WHAT IS REQUIRED =
From the entries underneath, give the number of lines holding the word "payload", without any other words.

═══ DATA EXTRACT ═══

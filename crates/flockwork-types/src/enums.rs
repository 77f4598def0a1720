//! Enumeration types for the Flockwork simulation.

use serde::{Deserialize, Serialize};

// ---------------------------------------------------------------------------
// Behavioral states
// ---------------------------------------------------------------------------

/// The behavioral state an agent's finite-state machine is in.
///
/// This is the data-free tag; the agents crate pairs each tag with the
/// per-state data it needs (destinations, targets, waypoints).
#[derive(Debug, Clone, Copy, PartialEq, Eq, PartialOrd, Ord, Hash, Serialize, Deserialize)]
pub enum StateKind {
    /// Standing still, waiting for orders.
    Idle,
    /// Travelling to a fixed destination.
    Moving,
    /// Pursuing a point or another agent.
    Seeking,
    /// Running away from a point or another agent.
    Fleeing,
    /// Harvesting from a resource node.
    Gathering,
    /// Carrying harvested resources back to base.
    Returning,
    /// Trailing behind a leader agent.
    Following,
    /// Cycling through a list of waypoints.
    Patrolling,
    /// Closing in on and damaging another agent.
    Attacking,
    /// Terminal state. The agent no longer moves or reacts.
    Dead,
}

impl StateKind {
    /// Whether the state is terminal (no transitions out of it).
    pub const fn is_terminal(self) -> bool {
        matches!(self, Self::Dead)
    }
}

impl core::fmt::Display for StateKind {
    fn fmt(&self, f: &mut core::fmt::Formatter<'_>) -> core::fmt::Result {
        let name = match self {
            Self::Idle => "idle",
            Self::Moving => "moving",
            Self::Seeking => "seeking",
            Self::Fleeing => "fleeing",
            Self::Gathering => "gathering",
            Self::Returning => "returning",
            Self::Following => "following",
            Self::Patrolling => "patrolling",
            Self::Attacking => "attacking",
            Self::Dead => "dead",
        };
        f.write_str(name)
    }
}

// ---------------------------------------------------------------------------
// Messages
// ---------------------------------------------------------------------------

/// The type tag carried by every message on the bus.
#[derive(Debug, Clone, Copy, PartialEq, Eq, PartialOrd, Ord, Hash, Serialize, Deserialize)]
pub enum MessageType {
    /// Move to the message position.
    MoveTo,
    /// Seek the message position, or the agent in the payload.
    Seek,
    /// Flee from the message position, or the agent in the payload.
    Flee,
    /// Drop the current task and go idle.
    Stop,
    /// Follow the agent in the payload (or the sender).
    Follow,
    /// New world-space target for the recipient's formation slot.
    FormationUpdate,
    /// Gather from the resource node in the payload.
    GatherResource,
    /// Return carried resources to base.
    ReturnToBase,
    /// A resource node ran dry. The payload names the node.
    ResourceDepleted,
    /// Apply the message value as damage to the recipient.
    Damage,
    /// Application-defined message, identified by its tag.
    Custom,
}

// ---------------------------------------------------------------------------
// Resources
// ---------------------------------------------------------------------------

/// The kind of material a resource node yields.
#[derive(Debug, Clone, Copy, PartialEq, Eq, PartialOrd, Ord, Hash, Serialize, Deserialize)]
pub enum ResourceKind {
    /// Edible forage.
    Food,
    /// Lumber from trees.
    Wood,
    /// Quarried stone.
    Stone,
    /// Metal-bearing ore.
    Ore,
    /// Precious metal.
    Gold,
}

#[cfg(test)]
mod tests {
    use super::*;

    #[test]
    fn only_dead_is_terminal() {
        assert!(StateKind::Dead.is_terminal());
        assert!(!StateKind::Idle.is_terminal());
        assert!(!StateKind::Attacking.is_terminal());
    }

    #[test]
    fn state_display_is_lowercase() {
        assert_eq!(StateKind::Gathering.to_string(), "gathering");
    }

    #[test]
    fn message_type_serde_uses_variant_names() {
        let json = serde_json::to_string(&MessageType::FormationUpdate).ok();
        assert_eq!(json.as_deref(), Some("\"FormationUpdate\""));
    }
}
// ---------------------------------------------------------------------------
// Per-state helpers
// ---------------------------------------------------------------------------

const fn returning(body: &AgentBody, resume: Option<ResourceNodeId>) -> StateData {
    StateData::Returning { base: body.home, resume }
}

fn gather(node: ResourceNodeId, harvesting: &mut bool, body: &mut AgentBody, ctx: &mut AgentContext<'_>) {
    let Some(found) = ctx.resources.get(node) else {
        return;
    };
    let node_position = found.position();
    let rate = found.harvest_rate();

    if !*harvesting {
        if ctx.resources.try_start_harvesting(node, body.id, body.position) {
            *harvesting = true;
            body.set_target(None);
            debug!(agent = %body.id, node = %node, "Started harvesting");
        } else {
            body.set_target(Some(node_position));
            return;
        }
    }

    let room = body.room_for_cargo();
    let dt = if rate > 0.0 { ctx.dt.min(room / rate) } else { ctx.dt };
    let outcome = ctx.resources.harvest(node, body.id, dt);
    body.carried += outcome.amount;
    if outcome.depleted {
        debug!(agent = %body.id, node = %node, "Resource node depleted");
        ctx.outbox.push(
            Message::resource_depleted(node)
                .with_sender(Some(body.id))
                .with_target(MessageTarget::Broadcast)
                .at(ctx.time),
        );
    }
}

fn attack(target: AgentId, cooldown: &mut f32, body: &mut AgentBody, ctx: &mut AgentContext<'_>) {
    *cooldown = (*cooldown - ctx.dt).max(0.0);
    let Some(victim) = ctx.neighbors.agent(target).filter(Neighbor::is_alive) else {
        return;
    };
    if body.position.distance(victim.position) > body.params.attack_range {
        body.set_target(Some(victim.position));
        return;
    }
    body.set_target(None);
    if *cooldown <= 0.0 {
        ctx.outbox.push(
            Message::damage(body.params.attack_damage)
                .with_sender(Some(body.id))
                .with_target(MessageTarget::Agent(target))
                .at(ctx.time),
        );
        *cooldown = body.params.attack_interval;
        debug!(agent = %body.id, target = %target, damage = body.params.attack_damage, "Attack landed");
    }
}

#[cfg(test)]
mod tests {
    use super::*;
    use crate::context::NeighborList;

    #[test]
    fn state_data_maps_to_its_tag() {
        assert_eq!(StateData::Idle.kind(), StateKind::Idle);
        assert_eq!(StateData::gather(ResourceNodeId::from_raw(1)).kind(), StateKind::Gathering);
        assert_eq!(StateData::attack(AgentId::from_raw(1)).kind(), StateKind::Attacking);
        assert_eq!(StateData::patrol(Vec::new(), true).kind(), StateKind::Patrolling);
        assert!(StateData::Dead.kind().is_terminal());
    }

    #[test]
    fn pursuit_of_dead_or_missing_agent_is_lost() {
        let mut list = NeighborList::default();
        let id = AgentId::from_raw(3);
        assert_eq!(Pursuit::Agent(id).locate(&list), None);
        list.upsert(Neighbor {
            id,
            position: Vec3::X,
            velocity: Vec3::ZERO,
            heading: Vec3::Z,
            state: StateKind::Dead,
        });
        assert_eq!(Pursuit::Agent(id).locate(&list), None);
        assert_eq!(Pursuit::Point(Vec3::ONE).locate(&list), Some(Vec3::ONE));
    }
}
//! Simulation clock.
//!
//! The clock is the single source of truth for simulation time. It counts
//! ticks and accumulates elapsed seconds; the tick counter is also what the
//! neighbor cache uses to detect a new tick.

/// Errors that can occur when advancing the clock.
#[derive(Debug, thiserror::Error)]
pub enum ClockError {
    /// Tick counter would overflow.
    #[error("tick counter overflow: cannot advance beyond u64::MAX")]
    TickOverflow,

    /// The timestep was negative or not finite.
    #[error("invalid timestep {0}: must be a non-negative finite number")]
    InvalidTimestep(f32),
}

/// Tick counter plus elapsed simulation time.
#[derive(Debug, Clone, Copy, Default, PartialEq)]
pub struct SimulationClock {
    /// Number of ticks completed.
    tick: u64,
    /// Elapsed simulation seconds.
    time: f64,
    /// Duration of the most recent tick.
    last_dt: f32,
}

impl SimulationClock {
    /// A clock at tick 0, time 0.
    pub const fn new() -> Self {
        Self {
            tick: 0,
            time: 0.0,
            last_dt: 0.0,
        }
    }

    /// A clock restored to the given tick and time.
    pub const fn from_parts(tick: u64, time: f64) -> Self {
        Self {
            tick,
            time,
            last_dt: 0.0,
        }
    }

    /// Number of ticks completed.
    pub const fn tick(&self) -> u64 {
        self.tick
    }

    /// Elapsed simulation seconds.
    pub const fn time(&self) -> f64 {
        self.time
    }

    /// Duration of the most recent tick.
    pub const fn last_dt(&self) -> f32 {
        self.last_dt
    }

    /// Advance by one tick of `dt` seconds and return the new tick number.
    ///
    /// # Errors
    ///
    /// Returns [`ClockError::InvalidTimestep`] for a negative or non-finite
    /// `dt`, and [`ClockError::TickOverflow`] if the counter is exhausted.
    /// The clock is unchanged on error.
    pub fn advance(&mut self, dt: f32) -> Result<u64, ClockError> {
        if !(dt.is_finite() && dt >= 0.0) {
            return Err(ClockError::InvalidTimestep(dt));
        }
        let next = self.tick.checked_add(1).ok_or(ClockError::TickOverflow)?;
        self.tick = next;
        self.time += f64::from(dt);
        self.last_dt = dt;
        Ok(next)
    }
}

═══

TASK SOLUTION =
5